//! Built-in sell rules: stoploss, trailing stop, ROI table and sell signal.

use chrono::{DateTime, Utc};
use rust_decimal::Decimal;
use tracing::debug;

use super::SellCheck;
use crate::config::{AskStrategy, StrategySettings};
use crate::models::{SellReason, Trade};

/// Sell rules shared by every strategy.
#[derive(Debug, Clone)]
pub struct ExitRules {
    stoploss: Decimal,

    /// (minutes since open, minimum profit ratio), ascending by minutes
    minimal_roi: Vec<(i64, Decimal)>,

    trailing_stop: bool,
    trailing_stop_positive: Option<Decimal>,
    trailing_stop_positive_offset: Decimal,
    trailing_only_offset_is_reached: bool,

    /// Stop hits are left to the exchange order
    stoploss_on_exchange: bool,

    /// Simulated stop orders never fill, so the rules sell instead
    dry_run: bool,

    use_sell_signal: bool,
    sell_profit_only: bool,
    ignore_roi_if_buy_signal: bool,
}

impl ExitRules {
    pub fn new(settings: &StrategySettings, ask: &AskStrategy, dry_run: bool) -> Self {
        let mut minimal_roi: Vec<(i64, Decimal)> = settings
            .minimal_roi
            .iter()
            .filter_map(|(minutes, roi)| minutes.trim().parse::<i64>().ok().map(|m| (m, *roi)))
            .collect();
        minimal_roi.sort_by_key(|(minutes, _)| *minutes);

        Self {
            stoploss: settings.stoploss,
            minimal_roi,
            trailing_stop: settings.trailing_stop,
            trailing_stop_positive: settings.trailing_stop_positive,
            trailing_stop_positive_offset: settings.trailing_stop_positive_offset,
            trailing_only_offset_is_reached: settings.trailing_only_offset_is_reached,
            stoploss_on_exchange: settings.order_types.stoploss_on_exchange,
            dry_run,
            use_sell_signal: ask.use_sell_signal,
            sell_profit_only: ask.sell_profit_only,
            ignore_roi_if_buy_signal: ask.ignore_roi_if_buy_signal,
        }
    }

    pub fn stoploss(&self) -> Decimal {
        self.stoploss
    }

    pub fn should_sell(
        &self,
        trade: &mut Trade,
        rate: Decimal,
        now: DateTime<Utc>,
        buy: bool,
        sell: bool,
        force_stoploss: Decimal,
    ) -> SellCheck {
        let current_profit = trade.calc_profit_ratio(rate);
        trade.adjust_min_max_rates(rate);

        let stop = self.stop_loss_reached(trade, rate, current_profit, force_stoploss);
        if stop.sell_flag {
            debug!(pair = %trade.pair, reason = ?stop.sell_type, "Stoploss reached");
            return stop;
        }

        if buy && self.ignore_roi_if_buy_signal {
            return SellCheck::none();
        }

        if self.min_roi_reached(trade, current_profit, now) {
            debug!(pair = %trade.pair, profit = %current_profit, "ROI reached");
            return SellCheck::sell(SellReason::Roi);
        }

        if self.sell_profit_only && trade.calc_profit(rate) <= Decimal::ZERO {
            return SellCheck::none();
        }

        if sell && !buy && self.use_sell_signal {
            debug!(pair = %trade.pair, "Sell signal received");
            return SellCheck::sell(SellReason::Signal);
        }

        SellCheck::none()
    }

    fn stop_loss_reached(
        &self,
        trade: &mut Trade,
        rate: Decimal,
        current_profit: Decimal,
        force_stoploss: Decimal,
    ) -> SellCheck {
        let stoploss = if force_stoploss.is_zero() { self.stoploss } else { force_stoploss };
        trade.adjust_stop_loss(trade.open_rate, stoploss, true);

        if self.trailing_stop {
            let offset = self.trailing_stop_positive_offset;
            if !(self.trailing_only_offset_is_reached && current_profit < offset) {
                let value = match self.trailing_stop_positive {
                    Some(positive) if current_profit > offset => positive,
                    _ => stoploss,
                };
                trade.adjust_stop_loss(rate, value, false);
            }
        }

        if trade.stop_loss >= rate && (!self.stoploss_on_exchange || self.dry_run) {
            let reason = if trade.initial_stop_loss != trade.stop_loss {
                SellReason::TrailingStopLoss
            } else {
                SellReason::StopLoss
            };
            return SellCheck::sell(reason);
        }

        SellCheck::none()
    }

    /// Profit target for a trade open for `minutes`, if any step applies.
    pub fn roi_for_duration(&self, minutes: i64) -> Option<Decimal> {
        self.minimal_roi
            .iter()
            .rev()
            .find(|(step, _)| *step <= minutes)
            .map(|(_, roi)| *roi)
    }

    fn min_roi_reached(&self, trade: &Trade, current_profit: Decimal, now: DateTime<Utc>) -> bool {
        let minutes = (now - trade.open_date).num_minutes();
        match self.roi_for_duration(minutes) {
            Some(roi) => current_profit > roi,
            None => false,
        }
    }
}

[Try it]: Output the listing in full. Leave every line unchanged.

[Exercise response]:
//! Built-in sell rules: stoploss, trailing stop, ROI table and sell signal.

use chrono::{DateTime, Utc};
use rust_decimal::Decimal;
use tracing::debug;

use super::SellCheck;
use crate::config::{AskStrategy, StrategySettings};
use crate::models::{SellReason, Trade};

/// Sell rules shared by every strategy.
#[derive(Debug, Clone)]
pub struct ExitRules {
    stoploss: Decimal,

    /// (minutes since open, minimum profit ratio), ascending by minutes
    minimal_roi: Vec<(i64, Decimal)>,

    trailing_stop: bool,
    trailing_stop_positive: Option<Decimal>,
    trailing_stop_positive_offset: Decimal,
    trailing_only_offset_is_reached: bool,

    /// Stop hits are left to the exchange order
    stoploss_on_exchange: bool,

    /// Simulated stop orders never fill, so the rules sell instead
    dry_run: bool,

    use_sell_signal: bool,
    sell_profit_only: bool,
    ignore_roi_if_buy_signal: bool,
}

impl ExitRules {
    pub fn new(settings: &StrategySettings, ask: &AskStrategy, dry_run: bool) -> Self {
        let mut minimal_roi: Vec<(i64, Decimal)> = settings
            .minimal_roi
            .iter()
            .filter_map(|(minutes, roi)| minutes.trim().parse::<i64>().ok().map(|m| (m, *roi)))
            .collect();
        minimal_roi.sort_by_key(|(minutes, _)| *minutes);

        Self {
            stoploss: settings.stoploss,
            minimal_roi,
            trailing_stop: settings.trailing_stop,
            trailing_stop_positive: settings.trailing_stop_positive,
            trailing_stop_positive_offset: settings.trailing_stop_positive_offset,
            trailing_only_offset_is_reached: settings.trailing_only_offset_is_reached,
            stoploss_on_exchange: settings.order_types.stoploss_on_exchange,
            dry_run,
            use_sell_signal: ask.use_sell_signal,
            sell_profit_only: ask.sell_profit_only,
            ignore_roi_if_buy_signal: ask.ignore_roi_if_buy_signal,
        }
    }

    pub fn stoploss(&self) -> Decimal {
        self.stoploss
    }

    pub fn should_sell(
        &self,
        trade: &mut Trade,
        rate: Decimal,
        now: DateTime<Utc>,
        buy: bool,
        sell: bool,
        force_stoploss: Decimal,
    ) -> SellCheck {
        let current_profit = trade.calc_profit_ratio(rate);
        trade.adjust_min_max_rates(rate);

        let stop = self.stop_loss_reached(trade, rate, current_profit, force_stoploss);
        if stop.sell_flag {
            debug!(pair = %trade.pair, reason = ?stop.sell_type, "Stoploss reached");
            return stop;
        }

        if buy && self.ignore_roi_if_buy_signal {
            return SellCheck::none();
        }

        if self.min_roi_reached(trade, current_profit, now) {
            debug!(pair = %trade.pair, profit = %current_profit, "ROI reached");
            return SellCheck::sell(SellReason::Roi);
        }

        if self.sell_profit_only && trade.calc_profit(rate) <= Decimal::ZERO {
            return SellCheck::none();
        }

        if sell && !buy && self.use_sell_signal {
            debug!(pair = %trade.pair, "Sell signal received");
            return SellCheck::sell(SellReason::Signal);
        }

        SellCheck::none()
    }

    fn stop_loss_reached(
        &self,
        trade: &mut Trade,
        rate: Decimal,
        current_profit: Decimal,
        force_stoploss: Decimal,
    ) -> SellCheck {
        let stoploss = if force_stoploss.is_zero() { self.stoploss } else { force_stoploss };
        trade.adjust_stop_loss(trade.open_rate, stoploss, true);

        if self.trailing_stop {
            let offset = self.trailing_stop_positive_offset;
            if !(self.trailing_only_offset_is_reached && current_profit < offset) {
                let value = match self.trailing_stop_positive {
                    Some(positive) if current_profit > offset => positive,
                    _ => stoploss,
                };
                trade.adjust_stop_loss(rate, value, false);
            }
        }

        if trade.stop_loss >= rate && (!self.stoploss_on_exchange || self.dry_run) {
            let reason = if trade.initial_stop_loss != trade.stop_loss {
                SellReason::TrailingStopLoss
            } else {
                SellReason::StopLoss
            };
            return SellCheck::sell(reason);
        }

        SellCheck::none()
    }

    /// Profit target for a trade open for `minutes`, if any step applies.
    pub fn roi_for_duration(&self, minutes: i64) -> Option<Decimal> {
        self.minimal_roi
            .iter()
            .rev()
            .find(|(step, _)| *step <= minutes)
            .map(|(_, roi)| *roi)
    }

    fn min_roi_reached(&self, trade: &Trade, current_profit: Decimal, now: DateTime<Utc>) -> bool {
        let minutes = (now - trade.open_date).num_minutes();
        match self.roi_for_duration(minutes) {
            Some(roi) => current_profit > roi,
            None => false,
        }
    }
}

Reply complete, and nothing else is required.